▸ What is being asked
Find every line below where the word "SigningIdentity" occurs, then give how many you found and nothing else.

Stored entries:
/---
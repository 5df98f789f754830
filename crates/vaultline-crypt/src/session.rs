//! Session keys: short-lived, holder-signed decryption credentials.
//!
//! A session key lets the holder batch many decrypt calls behind one
//! personal-message signature. The credential is immutable once issued and
//! expires deterministically at `issued_at + ttl`; every use checks expiry
//! first and fails closed. There is no server-side session table and no
//! silent refresh.

use async_trait::async_trait;
use serde::{Deserialize, Serialize};

use vaultline_core::{Ed25519PublicKey, Ed25519Signature, PackageId, SigningIdentity};

use crate::error::{CryptError, Result};

/// Signs personal (non-transaction) messages on behalf of a principal.
///
/// In production this is a wallet prompt; in tests it is a local keypair.
#[async_trait]
pub trait PersonalMessageSigner: Send + Sync {
    /// The identity that will appear as the session holder.
    fn public_key(&self) -> Ed25519PublicKey;

    /// Sign the given personal message.
    async fn sign_personal(&self, message: &[u8]) -> Result<Ed25519Signature>;
}

#[async_trait]
impl PersonalMessageSigner for SigningIdentity {
    fn public_key(&self) -> Ed25519PublicKey {
        SigningIdentity::public_key(self)
    }

    async fn sign_personal(&self, message: &[u8]) -> Result<Ed25519Signature> {
        Ok(SigningIdentity::sign_personal(self, message))
    }
}

/// A time-bounded decryption credential.
#[derive(Debug, Clone, PartialEq, Eq, Serialize, Deserialize)]
pub struct SessionKey {
    holder: Ed25519PublicKey,
    package_id: PackageId,
    issued_at_ms: i64,
    ttl_min: u32,
    signature: Ed25519Signature,
}

impl SessionKey {
    /// Mint a session key, prompting the holder for a personal-message
    /// signature.
    pub async fn create(
        package_id: PackageId,
        ttl_min: u32,
        signer: &dyn PersonalMessageSigner,
    ) -> Result<Self> {
        Self::create_at(package_id, ttl_min, signer, now_millis()).await
    }

    /// Mint a session key with an explicit issue timestamp.
    ///
    /// Exists so tests can construct already-expired credentials; the
    /// signature still covers the backdated timestamp.
    pub async fn create_at(
        package_id: PackageId,
        ttl_min: u32,
        signer: &dyn PersonalMessageSigner,
        issued_at_ms: i64,
    ) -> Result<Self> {
        let holder = signer.public_key();
        let message = Self::personal_message(&holder, &package_id, issued_at_ms, ttl_min);
        let signature = signer.sign_personal(&message).await?;

        Ok(Self {
            holder,
            package_id,
            issued_at_ms,
            ttl_min,
            signature,
        })
    }

    /// The canonical personal message the holder signs.
    fn personal_message(
        holder: &Ed25519PublicKey,
        package_id: &PackageId,
        issued_at_ms: i64,
        ttl_min: u32,
    ) -> Vec<u8> {
        format!(
            "Authorize decryption sessions for package {} held by {} from {} for {} minutes",
            package_id.to_hex(),
            holder.to_hex(),
            issued_at_ms,
            ttl_min
        )
        .into_bytes()
    }

    /// Whether the key is expired at the given instant.
    ///
    /// Pure function: true iff `now >= issued_at + ttl`.
    pub fn is_expired_at(&self, now_ms: i64) -> bool {
        now_ms >= self.issued_at_ms + i64::from(self.ttl_min) * 60_000
    }

    /// Whether the key is expired now.
    pub fn is_expired(&self) -> bool {
        self.is_expired_at(now_millis())
    }

    /// Verify the holder's signature over the session parameters.
    pub fn verify(&self) -> Result<()> {
        let message =
            Self::personal_message(&self.holder, &self.package_id, self.issued_at_ms, self.ttl_min);
        self.holder
            .verify_personal(&message, &self.signature)
            .map_err(CryptError::from)
    }

    /// The holder identity.
    pub fn holder(&self) -> &Ed25519PublicKey {
        &self.holder
    }

    /// The policy package this session is scoped to.
    pub fn package_id(&self) -> PackageId {
        self.package_id
    }

    /// Issue timestamp, unix milliseconds.
    pub fn issued_at_ms(&self) -> i64 {
        self.issued_at_ms
    }

    /// Time-to-live in minutes.
    pub fn ttl_min(&self) -> u32 {
        self.ttl_min
    }
}

/// Get current time in milliseconds.
pub fn now_millis() -> i64 {
    use std::time::{SystemTime, UNIX_EPOCH};
    SystemTime::now()
        .duration_since(UNIX_EPOCH)
        .expect("time went backwards")
        .as_millis() as i64
}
\---
▸ Output for this exercise
4